BICHELL: But Guillain-Barre syndrome made him so weak that he couldn't even blink. When he fell asleep, his eyes would just roll back in his head. For his birthday, the nurses pureed a cake for him to slurp.
GLENN: It was horrible, but I loved it. Just the taste of it was just oh, my goodness.
BICHELL: A little after that, he saw himself in a mirror for the first time in weeks.
GLENN: I was floored that that was me, this thin, gaunt guy. That wasn't me. That was hard to look at. That was probably more shocking to me than anything.

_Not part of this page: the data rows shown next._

//! Fixed constants of the partition layer, and the partition table configuration format.

use std::str::FromStr;

use anyhow::ensure;

/// Bytes in one sector; pages are built from a whole number of these
pub const SECTOR_SIZE: usize = 512;
pub const SECTOR_SHIFT: u32 = 9;

/// Spare bytes per page assumed when a layout string doesn't give one
pub const DEFAULT_SPARE_BYTES: u32 = 16;

/// Logical partitions are named this, followed by their index
pub const PARTITION_NAME_PREFIX: &str = "nand_partition";

/// Fill pattern used in saved images for blocks that can't be read back
pub const BAD_BLOCK_FILL: u8 = 0xBD;

/// One entry of a [PartitionTable]
#[derive(Debug, Copy, Clone, Eq, PartialEq)]
pub struct PartitionEntry {
    /// Physical blocks assigned to the partition
    pub blocks: u32,

    /// How many of those blocks are withheld as a spare pool
    pub free_blocks: u32,
}

/// An ordered list of partitions to be laid out back-to-back on one device
#[derive(Debug, Clone, Default, Eq, PartialEq)]
pub struct PartitionTable {
    pub entries: Vec<PartitionEntry>,
}

impl PartitionTable {
    /// Total physical blocks the table needs
    pub fn total_blocks(&self) -> u64 {
        self.entries.iter().map(|e| u64::from(e.blocks)).sum()
    }
}

/// Parse strings like "BLOCKS:FREE"; a missing ":FREE" reserves nothing
impl FromStr for PartitionEntry {
    type Err = anyhow::Error;

    fn from_str(s: &str) -> anyhow::Result<Self> {
        let (blocks, free_blocks): (u32, u32) = match s.split_once(':') {
            Some((blocks, free)) => (blocks.trim().parse()?, free.trim().parse()?),
            None => (s.trim().parse()?, 0),
        };

        ensure!(blocks > 0, "partition must have at least one block");
        ensure!(
            free_blocks <= blocks,
            "partition reserves {free_blocks} free blocks but only has {blocks}"
        );

        Ok(PartitionEntry {
            blocks,
            free_blocks,
        })
    }
}

/// Parse strings like "BLOCKS:FREE,BLOCKS:FREE,..."
impl FromStr for PartitionTable {
    type Err = anyhow::Error;

    fn from_str(s: &str) -> anyhow::Result<Self> {
        let entries = s
            .split(',')
            .map(str::parse)
            .collect::<anyhow::Result<Vec<PartitionEntry>>>()?;

        ensure!(!entries.is_empty(), "partition table is empty");

        Ok(PartitionTable { entries })
    }
}

#[test]
fn test_parse_table() -> anyhow::Result<()> {
    let table: PartitionTable = "1024:32, 64,2048:0".parse()?;
    assert_eq!(
        table.entries,
        [
            PartitionEntry {
                blocks: 1024,
                free_blocks: 32
            },
            PartitionEntry {
                blocks: 64,
                free_blocks: 0
            },
            PartitionEntry {
                blocks: 2048,
                free_blocks: 0
            },
        ]
    );
    assert_eq!(table.total_blocks(), 1024 + 64 + 2048);
    Ok(())
}

#[test]
fn test_parse_table_rejects() {
    assert!("".parse::<PartitionTable>().is_err());
    assert!("16:17".parse::<PartitionTable>().is_err());
    assert!("0".parse::<PartitionTable>().is_err());
    assert!("12:x".parse::<PartitionTable>().is_err());
}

BICHELL: For a while, things did not look good. But Luther kept a sense of humor about it, even when his little sister would play a joke on him over and over again.
GLENN: Oh, yeah, she would come in and take my hand and drop it on my face.
BICHELL: He was slapping himself. And he couldn't do anything about it.
GLENN: She and I both got a big kick out of it.
BICHELL: But one day, he resisted ever so slightly. Then a muscle in his leg twitched. A few days later, he blinked. Gradually, he was able to return to the house with his two daughters. But he had to live in the basement because he couldn't get up the stairs. He didn't think he'd be there very long.
GLENN: Days started running into weeks. Weeks started running into months.
BICHELL: Six months, in fact. Luther was unlucky. He's in the 20 percent of GBS patients who never quite recover. For the most part, he's independent. He lives in his own apartment. He goes out to movies and dinner with his family. He's even learning Spanish. But he still hasn't recovered his mobility. And just moving his face enough to talk can feel like a muscular feat.
GLENN: One of the things I hate the most is that I lost my ability to smile. That's difficult for me to do. It looks almost like a grimace.
BICHELL: It's been six years since he first got sick, and Luther can barely manage a step. He gets around in an electric wheelchair.
GLENN: I realize this just might be my flight. So I take a smile with me and let's go. Make the best of it.
BICHELL: Luther may never fully recover. But Tim is lucky. He's in the majority, the 80 percent of Guillain-Barre patients who recover almost fully. He quickly regained his ability to talk and move. He finished his degree. And 10 years later he even proposed to his wife at the top of a mountain.
GOLIVER: I don't see anything that it's keeping me from doing.
BICHELL: It's unclear why some people recover so much more than others. Sometimes it has to do with age or medical care or how much nerve damage happened - or even the kind of bacteria or virus that caused it in the first place. But if Zika does begin spreading through the U.S. as predicted, there may be more cases of Guillain-Barre syndrome. And even a slight increase could be bad, not just for the people who get it, but also due to the strain it puts on intensive care units.
GOLIVER: I cost over a million dollars. And that is something that I've never, ever forgotten.
BICHELL: Now, Tim and Luther didn't get Guillain-Barre from Zika. But the result is the same. And if their cases show anything, it's that no matter what the cause, the disease is one wild ride. Rae Ellen Bichell, NPR News.